Work instruction » Please repeat only the stretch of records running from the first line through the line that contains "pub enum PackingMode".

[Dataset entries]

::::

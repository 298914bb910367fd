//! Piksi raw sample byte layout and the dense one-bit repacking.
//!
//! Each byte from the front-end carries two 3-bit sign-magnitude samples
//! plus a status bit:
//!
//! ```text
//!   [7:5] : sample 0 (sign, magnitude high, magnitude low)
//!   [4:2] : sample 1 (sign, magnitude high, magnitude low)
//!   [1]   : reserved
//!   [0]   : FIFO error flag (overflow), active low
//! ```

/// Number of samples carried in each raw byte.
pub const SAMPLES_PER_BYTE: u64 = 2;

/// Raw bytes consumed per packed output byte in one-bit mode.
pub const PACK_RATIO: usize = 4;

/// Sign-magnitude to two's-complement mapping for a 3-bit sample field.
pub const SIGN_MAG_TABLE: [i8; 8] = [1, 3, 5, 7, -1, -3, -5, -7];

/// Output repacking selected once at startup.
#[derive(Debug, Clone, Copy, PartialEq, Eq, Default)]
pub enum PackingMode {
    /// Raw bytes written unmodified.
    #[default]
    Passthrough,
    /// Sign bits only, four raw bytes per output byte.
    OneBit,
}

/// True when the byte's active-low FIFO error flag signals an overflow.
#[inline]
pub fn fifo_overflow(byte: u8) -> bool {
    byte & 0x01 == 0
}

/// Convert one raw byte into its two signed samples.
#[inline]
pub fn to_signed(byte: u8) -> (i8, i8) {
    (
        SIGN_MAG_TABLE[(byte >> 5 & 0x07) as usize],
        SIGN_MAG_TABLE[(byte >> 2 & 0x07) as usize],
    )
}

/// Repack raw sample bytes into the dense one-bit format: the two sign bits
/// of each raw byte (bit 7 for sample 0, bit 4 for sample 1), four raw
/// bytes per packed byte, first sample in the MSB.
///
/// `raw.len()` must be a multiple of [`PACK_RATIO`]; the writer carries any
/// remainder between calls.
pub fn pack_one_bit(raw: &[u8], out: &mut Vec<u8>) {
    debug_assert_eq!(raw.len() % PACK_RATIO, 0);
    for group in raw.chunks_exact(PACK_RATIO) {
        let mut pack = 0u8;
        for &b in group {
            pack <<= 2;
            pack |= (b & 0x80) >> 6;
            pack |= (b & 0x10) >> 4;
        }
        out.push(pack);
    }
}

#[cfg(test)]
mod tests {
    use super::*;

    #[test]
    fn all_zero_packs_to_zero() {
        let mut out = Vec::new();
        pack_one_bit(&[0x00; 4], &mut out);
        assert_eq!(out, vec![0x00]);
    }

    #[test]
    fn sample0_sign_set_packs_alternating() {
        // Sign of sample 0 set in every raw byte, sample 1 positive.
        let mut out = Vec::new();
        pack_one_bit(&[0x80; 4], &mut out);
        assert_eq!(out, vec![0xAA]);
    }

    #[test]
    fn both_signs_set_packs_ones() {
        let mut out = Vec::new();
        pack_one_bit(&[0x90; 4], &mut out);
        assert_eq!(out, vec![0xFF]);
    }

    #[test]
    fn first_sample_lands_in_msb() {
        // Only the first raw byte carries a set sample-0 sign bit.
        let mut out = Vec::new();
        pack_one_bit(&[0x80, 0x00, 0x00, 0x00], &mut out);
        assert_eq!(out, vec![0b1000_0000]);

        out.clear();
        pack_one_bit(&[0x00, 0x00, 0x00, 0x10], &mut out);
        assert_eq!(out, vec![0b0000_0001]);
    }

    #[test]
    fn multiple_groups_in_order() {
        let mut out = Vec::new();
        pack_one_bit(&[0x80, 0x00, 0x00, 0x00, 0x00, 0x00, 0x00, 0x10], &mut out);
        assert_eq!(out, vec![0b1000_0000, 0b0000_0001]);
    }

    #[test]
    fn overflow_flag_is_active_low() {
        assert!(fifo_overflow(0x00));
        assert!(fifo_overflow(0xFE));
        assert!(!fifo_overflow(0x01));
        assert!(!fifo_overflow(0xFF));
    }

    #[test]
    fn sign_mag_conversion() {
        // 0b000 is +1, 0b111 is -7, per the front-end's encoding.
        assert_eq!(to_signed(0b0000_0001), (1, 1));
        assert_eq!(to_signed(0b1110_0001), (-7, 1));
        assert_eq!(to_signed(0b0111_1101), (7, -7));
    }
}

::::

Answer box »
repository 298914bb910367fd
//! Piksi raw sample byte layout and the dense one-bit repacking.
//!
//! Each byte from the front-end carries two 3-bit sign-magnitude samples
//! plus a status bit:
//!
//! ```text
//!   [7:5] : sample 0 (sign, magnitude high, magnitude low)
//!   [4:2] : sample 1 (sign, magnitude high, magnitude low)
//!   [1]   : reserved
//!   [0]   : FIFO error flag (overflow), active low
//! ```

/// Number of samples carried in each raw byte.
pub const SAMPLES_PER_BYTE: u64 = 2;

/// Raw bytes consumed per packed output byte in one-bit mode.
pub const PACK_RATIO: usize = 4;

/// Sign-magnitude to two's-complement mapping for a 3-bit sample field.
pub const SIGN_MAG_TABLE: [i8; 8] = [1, 3, 5, 7, -1, -3, -5, -7];

/// Output repacking selected once at startup.
#[derive(Debug, Clone, Copy, PartialEq, Eq, Default)]
pub enum PackingMode {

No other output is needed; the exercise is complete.